Making rate policy for “stagflation nation”

Like in other countries, GDP in the UK slumped during the Covid pandemic of 2020. While GDP reclaimed its pre-pandemic level swiftly in 2021, as we see in the Chart below, UK growth has largely flatlined since 2022.  Sluggish business investment and the drag from international trade are the main culprits. Britain faced structural headwinds that other nations did not have to contend with; for example, the trade disruptions from Brexit, which added to the Covid and energy price shocks following Russia’s invasion of Ukraine. Despite stagnating growth, the BoE embarked on an aggressive hiking cycle in 2021-23 to contain surging inflation. 

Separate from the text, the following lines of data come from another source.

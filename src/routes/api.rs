// SPDX-License-Identifier: MIT

//! API routes for authenticated users.

use crate::db::firestore::RegisterOutcome;
use crate::error::{AppError, Result};
use crate::middleware::auth::AuthUser;
use crate::models::{PaymentRequest, Registration, Role, SlotCounts, User};
use crate::services::whatsapp;
use crate::time_utils::now_rfc3339;
use crate::AppState;
use axum::{
    extract::{Path, State},
    routing::{get, post, put},
    Extension, Json, Router,
};
use serde::{Deserialize, Serialize};
use std::collections::HashMap;
use std::sync::Arc;
use validator::Validate;
#[cfg(feature = "binding-generation")]
use ts_rs::TS;

/// API routes (require authentication via JWT).
/// The auth middleware is applied in routes/mod.rs for these routes.
pub fn routes() -> Router<Arc<AppState>> {
    Router::new()
        .route("/api/me", get(get_me))
        .route("/api/me/username", put(update_username))
        .route("/api/events", get(list_events))
        .route("/api/events/{id}/slots", get(get_event_slots))
        .route("/api/events/{id}/payment-request", post(request_payment))
        .route("/api/events/{id}/register", post(register))
        .route("/api/payment-requests", get(my_payment_requests))
        .route("/api/registrations", get(my_registrations))
}

// ─── User Profile ────────────────────────────────────────────

/// Public view of a user record (never includes the password hash).
#[derive(Serialize)]
#[cfg_attr(feature = "binding-generation", derive(TS))]
#[cfg_attr(
    feature = "binding-generation",
    ts(export, export_to = "web/src/lib/generated/")
)]
pub struct UserResponse {
    pub uid: String,
    pub email: String,
    pub username: Option<String>,
    pub role: Role,
    pub created_at: String,
}

impl From<User> for UserResponse {
    fn from(user: User) -> Self {
        Self {
            uid: user.uid,
            email: user.email,
            username: user.username,
            role: user.role,
            created_at: user.created_at,
        }
    }
}

/// Get current user profile.
async fn get_me(
    State(state): State<Arc<AppState>>,
    Extension(user): Extension<AuthUser>,
) -> Result<Json<UserResponse>> {
    let profile = state
        .db
        .get_user(&user.uid)
        .await?
        .ok_or_else(|| AppError::NotFound(format!("User {} not found", user.uid)))?;

    Ok(Json(profile.into()))
}

#[derive(Deserialize, Validate)]
pub struct UpdateUsernameRequest {
    #[validate(length(min = 1, max = 32, message = "Username cannot be empty"))]
    username: String,
}

/// Update the caller's display name.
async fn update_username(
    State(state): State<Arc<AppState>>,
    Extension(user): Extension<AuthUser>,
    Json(mut payload): Json<UpdateUsernameRequest>,
) -> Result<Json<UserResponse>> {
    // Trim first so a whitespace-only name fails the length check
    payload.username = payload.username.trim().to_string();
    payload
        .validate()
        .map_err(|e| AppError::BadRequest(e.to_string()))?;

    let mut profile = state
        .db
        .get_user(&user.uid)
        .await?
        .ok_or_else(|| AppError::NotFound(format!("User {} not found", user.uid)))?;

    profile.username = Some(payload.username);
    state.db.upsert_user(&profile).await?;

    Ok(Json(profile.into()))
}

// ─── Event Catalog ───────────────────────────────────────────

/// Event with its derived registration count.
#[derive(Serialize)]
#[cfg_attr(feature = "binding-generation", derive(TS))]
#[cfg_attr(
    feature = "binding-generation",
    ts(export, export_to = "web/src/lib/generated/")
)]
pub struct EventSummary {
    pub id: String,
    pub title: String,
    pub description: String,
    pub date: String,
    pub price: i64,
    pub slots: u32,
    /// Total player capacity (slots * 4)
    pub capacity: u32,
    pub registered_count: u32,
}

/// List all events with registration counts.
///
/// Counts come from the slot-count aggregates, fetched with a single
/// query for the whole catalog instead of one registration query per
/// event.
async fn list_events(State(state): State<Arc<AppState>>) -> Result<Json<Vec<EventSummary>>> {
    let events = state.db.list_events().await?;
    let counts: HashMap<String, u32> = state
        .db
        .list_slot_counts()
        .await?
        .into_iter()
        .map(|c| (c.event_id.clone(), c.total))
        .collect();

    let summaries = events
        .into_iter()
        .map(|e| {
            let registered_count = counts.get(&e.id).copied().unwrap_or(0);
            EventSummary {
                capacity: e.capacity(),
                id: e.id,
                title: e.title,
                description: e.description,
                date: e.date,
                price: e.price,
                slots: e.slots,
                registered_count,
            }
        })
        .collect();

    Ok(Json(summaries))
}

/// Slot availability for one event.
#[derive(Serialize)]
#[cfg_attr(feature = "binding-generation", derive(TS))]
#[cfg_attr(
    feature = "binding-generation",
    ts(export, export_to = "web/src/lib/generated/")
)]
pub struct SlotAvailabilityResponse {
    pub event_id: String,
    pub slots: u32,
    /// Slot numbers that still have room
    pub available: Vec<u32>,
    /// Occupancy per slot number (slots with zero players are omitted)
    pub occupancy: HashMap<String, u32>,
}

/// Get per-slot availability for an event, for the slot picker.
async fn get_event_slots(
    State(state): State<Arc<AppState>>,
    Path(event_id): Path<String>,
) -> Result<Json<SlotAvailabilityResponse>> {
    let event = state
        .db
        .get_event(&event_id)
        .await?
        .ok_or_else(|| AppError::NotFound(format!("Event {} not found", event_id)))?;

    let counts = state
        .db
        .get_slot_counts(&event_id)
        .await?
        .unwrap_or_else(|| SlotCounts::new(&event_id));

    Ok(Json(SlotAvailabilityResponse {
        event_id,
        slots: event.slots,
        available: counts.available_slots(event.slots),
        occupancy: counts.counts,
    }))
}

// ─── Payment Requests ────────────────────────────────────────

#[derive(Serialize)]
#[cfg_attr(feature = "binding-generation", derive(TS))]
#[cfg_attr(
    feature = "binding-generation",
    ts(export, export_to = "web/src/lib/generated/")
)]
pub struct PaymentRequestCreated {
    pub request: PaymentRequest,
    /// Prefilled WhatsApp chat link for the client to open
    pub whatsapp_url: String,
}

/// Request manual payment approval for an event.
///
/// One pending request per (user, event); a rejected request may be
/// retried with a fresh one.
async fn request_payment(
    State(state): State<Arc<AppState>>,
    Extension(user): Extension<AuthUser>,
    Path(event_id): Path<String>,
) -> Result<Json<PaymentRequestCreated>> {
    let event = state
        .db
        .get_event(&event_id)
        .await?
        .ok_or_else(|| AppError::NotFound(format!("Event {} not found", event_id)))?;

    if state.db.has_pending_request(&user.uid, &event_id).await? {
        return Err(AppError::Conflict(
            "You already have a pending payment request for this event".to_string(),
        ));
    }

    let mut request = PaymentRequest::new(
        &user.uid,
        &user.email,
        &event.id,
        &event.title,
        event.price,
        now_rfc3339(),
    );
    request.id = uuid::Uuid::new_v4().to_string();

    state.db.set_payment_request(&request).await?;

    tracing::info!(
        uid = %user.uid,
        event_id = %event.id,
        request_id = %request.id,
        "Payment request created"
    );

    let whatsapp_url = whatsapp::payment_request_link(
        &state.config.admin_whatsapp,
        &user.email,
        &event.title,
        event.price,
    );

    Ok(Json(PaymentRequestCreated {
        request,
        whatsapp_url,
    }))
}

/// Get the caller's payment requests.
async fn my_payment_requests(
    State(state): State<Arc<AppState>>,
    Extension(user): Extension<AuthUser>,
) -> Result<Json<Vec<PaymentRequest>>> {
    let requests = state.db.get_requests_for_user(&user.uid).await?;
    Ok(Json(requests))
}

// ─── Registration ────────────────────────────────────────────

#[derive(Deserialize)]
pub struct RegisterRequest {
    /// Chosen team slot number, 1-based
    slot: u32,
}

/// Register the caller into a team slot of a paid event.
async fn register(
    State(state): State<Arc<AppState>>,
    Extension(user): Extension<AuthUser>,
    Path(event_id): Path<String>,
    Json(payload): Json<RegisterRequest>,
) -> Result<Json<Registration>> {
    let event = state
        .db
        .get_event(&event_id)
        .await?
        .ok_or_else(|| AppError::NotFound(format!("Event {} not found", event_id)))?;

    let outcome = state
        .db
        .register_atomic(&event, &user.uid, &user.email, payload.slot)
        .await?;

    match outcome {
        RegisterOutcome::Registered(registration) => Ok(Json(registration)),
        RegisterOutcome::AlreadyRegistered => Err(AppError::Conflict(
            "You are already registered for this tournament".to_string(),
        )),
        RegisterOutcome::PaymentRequired => Err(AppError::BadRequest(
            "Payment for this event has not been approved".to_string(),
        )),
        RegisterOutcome::InvalidSlot => Err(AppError::BadRequest(format!(
            "Slot must be between 1 and {}",
            event.slots
        ))),
        RegisterOutcome::SlotFull(available) if available.is_empty() => Err(AppError::Conflict(
            "All slots are full for this event".to_string(),
        )),
        RegisterOutcome::SlotFull(available) => Err(AppError::Conflict(format!(
            "Slot {} is full; available slots: {}",
            payload.slot,
            available
                .iter()
                .map(|s| s.to_string())
                .collect::<Vec<_>>()
                .join(", ")
        ))),
    }
}

/// Get the caller's registrations (the "My Results" view).
async fn my_registrations(
    State(state): State<Arc<AppState>>,
    Extension(user): Extension<AuthUser>,
) -> Result<Json<Vec<Registration>>> {
    let registrations = state.db.get_registrations_for_user(&user.uid).await?;
    Ok(Json(registrations))
}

 UK cumulative GDP growth since 2020
 

Making policy in a “stagflation” environment with high inflation and lackluster growth is a formidable challenge. Unlike the Federal Reserve, which can take its time with rate cuts given a resilient U.S. economy, or the European Central Bank, which is slated to plough ahead with its easing cycle amid falling inflation and growth weakness, the BoE is on difficult middle ground. Tax hikes and rises in administered prices will at least temporarily increase price pressures. The balance between the inflationary impulse and a slackening jobs market will determine the pace of further rate cuts in 2025. 

A taste of stagflation came through in the BoE’s revised economic projections relative to the November Monetary Policy Report. Significant upward revisions to the unemployment rate across the forecast horizon combined with a near-term pick-up in inflation, make for a discouraging backdrop, but we expect that disinflationary pressures will dominate towards the end of the 3-year forecast period. We think that the BoE could reduce rates more this year than the additional 65 basis points currently priced in money markets.

Market reaction

With the vote showing an unexpected dovish shift in the MPC, the gilt curve steepened. Immediately after the decision, 2-year yields dropped by 7 basis points and 10-year yields fell by 4 basis points but have since rebounded. In foreign exchange markets, the pound sterling (GBP) slumped by around 1% vis-à-vis the US dollar.

Stepping back from today’s price action, long-term interest rates in the UK have risen sharply along with global bond yields since the U.S. election in November 2024 (see Chart below). In mid-January, nominal 20-year gilt yields rose above 5.4%, a 27-year high. Real 20-year gilt yields derived from inflation-linked bonds briefly touched 2%, a level not seen for the last 20 years and exceeding the spike during 2022 mini-budget crisis. Our own valuation models show that UK government bonds are attractively valued, and UK yields have room to fall. As we wrote in a previous blog, higher gilt yields are a challenge for the government, but may be used by some pension funds to lower their risk by narrowing the range of possible funding ratio outcomes.

The bottom line

The BoE cut its key interest rate from 4.75% to 4.50% today in a 7-2 decision. The decision was unanimously expected by economists and traders, but Catherine Mann’s joining of the dovish camp was a shock. Greater challenges await in future meetings when the BoE will be balancing the need to support an ailing economy without reigniting inflationary pressures. Increases in taxes and regulated prices in the spring will make it difficult to separate signal from noise. If rate cuts prove too shallow or too slow, economic stagnation could persist. However, the Bank is still wary of undoing its hard-won credibility in fighting inflation if it lowers rates too quickly. 

Today’s decision was easy, future meetings will be a lot trickier. Catherine Mann’s transformation from hawk to dove today was a precursor of that.


1 All 65 economists surveyed by Reuters had predicted the cut and money market traders had been almost 100% confident of the move

2  https://www.moneysavingexpert.com/utilities/energy-price-cap-prediction/


Any opinion expressed is that of Russell Investments, is not a statement of fact, is subject to change and does not constitute investment advice.